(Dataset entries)
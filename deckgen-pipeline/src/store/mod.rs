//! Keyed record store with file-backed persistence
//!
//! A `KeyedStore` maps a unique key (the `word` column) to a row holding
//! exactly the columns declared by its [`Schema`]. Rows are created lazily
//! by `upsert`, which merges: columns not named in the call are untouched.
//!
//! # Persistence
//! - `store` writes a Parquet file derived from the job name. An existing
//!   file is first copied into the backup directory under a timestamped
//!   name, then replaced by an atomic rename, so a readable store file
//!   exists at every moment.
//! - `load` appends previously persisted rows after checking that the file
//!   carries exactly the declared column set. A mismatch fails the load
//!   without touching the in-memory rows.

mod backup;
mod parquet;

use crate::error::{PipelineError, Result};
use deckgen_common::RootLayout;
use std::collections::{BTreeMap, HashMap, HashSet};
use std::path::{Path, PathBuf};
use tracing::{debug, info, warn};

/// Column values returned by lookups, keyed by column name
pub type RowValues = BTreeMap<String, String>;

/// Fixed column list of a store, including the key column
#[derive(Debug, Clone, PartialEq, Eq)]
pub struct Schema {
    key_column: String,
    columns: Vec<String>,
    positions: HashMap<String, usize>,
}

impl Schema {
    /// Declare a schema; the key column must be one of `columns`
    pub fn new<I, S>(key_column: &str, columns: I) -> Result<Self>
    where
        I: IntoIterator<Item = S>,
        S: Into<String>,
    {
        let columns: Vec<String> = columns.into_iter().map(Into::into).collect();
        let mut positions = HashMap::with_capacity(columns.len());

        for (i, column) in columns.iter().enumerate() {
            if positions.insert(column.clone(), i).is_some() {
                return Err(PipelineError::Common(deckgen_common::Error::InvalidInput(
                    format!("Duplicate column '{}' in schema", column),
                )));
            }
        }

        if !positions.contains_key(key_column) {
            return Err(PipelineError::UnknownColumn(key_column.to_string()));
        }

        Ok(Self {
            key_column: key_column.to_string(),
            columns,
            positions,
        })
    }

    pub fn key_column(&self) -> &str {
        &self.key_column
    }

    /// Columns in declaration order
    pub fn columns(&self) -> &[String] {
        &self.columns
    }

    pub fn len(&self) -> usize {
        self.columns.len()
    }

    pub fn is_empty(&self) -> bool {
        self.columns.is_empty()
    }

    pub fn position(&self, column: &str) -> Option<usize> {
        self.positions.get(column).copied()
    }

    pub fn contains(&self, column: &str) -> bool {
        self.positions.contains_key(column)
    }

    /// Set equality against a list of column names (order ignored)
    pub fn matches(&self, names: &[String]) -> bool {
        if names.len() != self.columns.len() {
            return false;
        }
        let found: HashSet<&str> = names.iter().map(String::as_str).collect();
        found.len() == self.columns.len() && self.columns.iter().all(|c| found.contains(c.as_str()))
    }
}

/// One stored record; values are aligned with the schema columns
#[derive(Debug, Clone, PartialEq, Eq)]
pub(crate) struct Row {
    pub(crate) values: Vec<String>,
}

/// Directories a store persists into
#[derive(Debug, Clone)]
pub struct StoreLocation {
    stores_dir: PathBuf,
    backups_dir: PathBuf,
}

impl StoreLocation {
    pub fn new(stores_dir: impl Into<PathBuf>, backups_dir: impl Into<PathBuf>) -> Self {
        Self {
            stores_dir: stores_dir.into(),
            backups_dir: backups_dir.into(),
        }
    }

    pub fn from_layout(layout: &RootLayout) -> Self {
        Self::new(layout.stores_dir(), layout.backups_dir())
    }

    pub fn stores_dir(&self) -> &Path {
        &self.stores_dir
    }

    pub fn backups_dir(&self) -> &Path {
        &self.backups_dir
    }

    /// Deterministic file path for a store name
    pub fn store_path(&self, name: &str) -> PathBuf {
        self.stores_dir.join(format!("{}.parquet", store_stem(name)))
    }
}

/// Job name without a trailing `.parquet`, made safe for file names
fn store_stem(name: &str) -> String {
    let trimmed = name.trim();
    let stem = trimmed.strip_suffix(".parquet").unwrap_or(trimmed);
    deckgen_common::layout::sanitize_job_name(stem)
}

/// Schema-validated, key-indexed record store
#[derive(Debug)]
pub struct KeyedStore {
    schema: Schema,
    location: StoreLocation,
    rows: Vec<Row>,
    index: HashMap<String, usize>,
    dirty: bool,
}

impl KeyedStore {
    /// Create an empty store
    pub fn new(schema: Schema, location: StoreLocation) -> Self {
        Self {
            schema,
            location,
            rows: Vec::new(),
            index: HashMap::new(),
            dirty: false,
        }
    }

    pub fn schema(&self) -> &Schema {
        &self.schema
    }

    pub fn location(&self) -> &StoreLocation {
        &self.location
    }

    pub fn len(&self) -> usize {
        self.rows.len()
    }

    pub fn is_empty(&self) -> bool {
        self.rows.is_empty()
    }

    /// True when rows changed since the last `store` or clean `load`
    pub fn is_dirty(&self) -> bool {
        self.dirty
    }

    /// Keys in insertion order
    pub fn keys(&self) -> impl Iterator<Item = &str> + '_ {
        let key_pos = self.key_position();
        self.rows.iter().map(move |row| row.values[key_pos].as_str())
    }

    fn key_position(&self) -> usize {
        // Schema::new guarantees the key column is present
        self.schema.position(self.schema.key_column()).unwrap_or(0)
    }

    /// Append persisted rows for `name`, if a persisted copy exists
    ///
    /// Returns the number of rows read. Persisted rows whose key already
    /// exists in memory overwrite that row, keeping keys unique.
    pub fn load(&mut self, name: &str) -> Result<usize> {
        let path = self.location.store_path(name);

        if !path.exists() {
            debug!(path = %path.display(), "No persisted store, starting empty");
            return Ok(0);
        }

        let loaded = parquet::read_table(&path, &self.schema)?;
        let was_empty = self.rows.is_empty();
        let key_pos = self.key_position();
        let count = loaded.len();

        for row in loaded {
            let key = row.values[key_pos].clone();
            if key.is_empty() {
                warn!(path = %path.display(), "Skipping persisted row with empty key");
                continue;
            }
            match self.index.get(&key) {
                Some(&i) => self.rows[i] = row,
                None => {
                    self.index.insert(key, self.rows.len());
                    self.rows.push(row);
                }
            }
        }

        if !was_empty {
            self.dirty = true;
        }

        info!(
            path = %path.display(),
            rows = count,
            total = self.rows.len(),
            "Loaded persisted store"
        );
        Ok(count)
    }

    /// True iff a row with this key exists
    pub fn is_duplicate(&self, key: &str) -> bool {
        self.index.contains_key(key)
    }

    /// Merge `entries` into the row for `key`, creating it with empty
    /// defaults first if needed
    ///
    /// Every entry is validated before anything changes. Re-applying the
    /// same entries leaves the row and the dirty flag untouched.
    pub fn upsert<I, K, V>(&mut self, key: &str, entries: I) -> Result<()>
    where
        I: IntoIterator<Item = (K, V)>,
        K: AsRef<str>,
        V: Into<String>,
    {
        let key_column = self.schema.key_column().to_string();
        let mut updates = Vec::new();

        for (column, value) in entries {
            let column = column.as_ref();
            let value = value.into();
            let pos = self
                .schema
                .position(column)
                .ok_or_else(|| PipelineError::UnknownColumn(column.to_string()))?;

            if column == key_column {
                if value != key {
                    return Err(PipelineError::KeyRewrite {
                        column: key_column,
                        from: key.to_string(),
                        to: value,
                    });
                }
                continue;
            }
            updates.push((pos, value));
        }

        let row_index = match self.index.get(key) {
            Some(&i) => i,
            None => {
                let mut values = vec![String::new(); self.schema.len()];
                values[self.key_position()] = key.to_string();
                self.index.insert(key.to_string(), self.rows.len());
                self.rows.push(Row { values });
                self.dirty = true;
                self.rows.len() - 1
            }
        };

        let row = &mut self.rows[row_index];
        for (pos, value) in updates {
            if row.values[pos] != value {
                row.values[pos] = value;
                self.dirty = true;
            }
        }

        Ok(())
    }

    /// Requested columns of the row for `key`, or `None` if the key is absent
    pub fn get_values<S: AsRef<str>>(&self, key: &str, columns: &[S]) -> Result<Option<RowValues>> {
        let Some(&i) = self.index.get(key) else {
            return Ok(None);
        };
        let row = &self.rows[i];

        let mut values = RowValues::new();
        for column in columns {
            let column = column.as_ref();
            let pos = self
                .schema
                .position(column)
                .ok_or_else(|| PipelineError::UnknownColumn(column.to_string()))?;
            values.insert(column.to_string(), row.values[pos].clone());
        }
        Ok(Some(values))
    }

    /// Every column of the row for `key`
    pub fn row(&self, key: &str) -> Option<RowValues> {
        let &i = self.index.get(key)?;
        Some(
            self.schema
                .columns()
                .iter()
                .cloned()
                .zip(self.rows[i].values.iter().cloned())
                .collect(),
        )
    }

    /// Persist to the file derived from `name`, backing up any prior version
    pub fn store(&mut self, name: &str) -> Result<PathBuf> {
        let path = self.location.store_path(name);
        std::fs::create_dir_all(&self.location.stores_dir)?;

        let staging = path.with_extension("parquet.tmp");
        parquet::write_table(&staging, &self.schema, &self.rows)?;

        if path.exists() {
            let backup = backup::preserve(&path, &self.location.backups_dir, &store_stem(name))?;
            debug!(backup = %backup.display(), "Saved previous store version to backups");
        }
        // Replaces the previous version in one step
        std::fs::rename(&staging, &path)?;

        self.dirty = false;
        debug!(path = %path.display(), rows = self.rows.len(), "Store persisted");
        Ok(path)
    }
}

### INSTRUCTIONS TO FOLLOW
Find "Some(&i) => self.rows[i]" in the entries above and copy that whole line exactly, then each line after it through the line that contains "changes. Re-applying the".

### THE ANSWER
                Some(&i) => self.rows[i] = row,
                None => {
                    self.index.insert(key, self.rows.len());
                    self.rows.push(row);
                }
            }
        }

        if !was_empty {
            self.dirty = true;
        }

        info!(
            path = %path.display(),
            rows = count,
            total = self.rows.len(),
            "Loaded persisted store"
        );
        Ok(count)
    }

    /// True iff a row with this key exists
    pub fn is_duplicate(&self, key: &str) -> bool {
        self.index.contains_key(key)
    }

    /// Merge `entries` into the row for `key`, creating it with empty
    /// defaults first if needed
    ///
    /// Every entry is validated before anything changes. Re-applying the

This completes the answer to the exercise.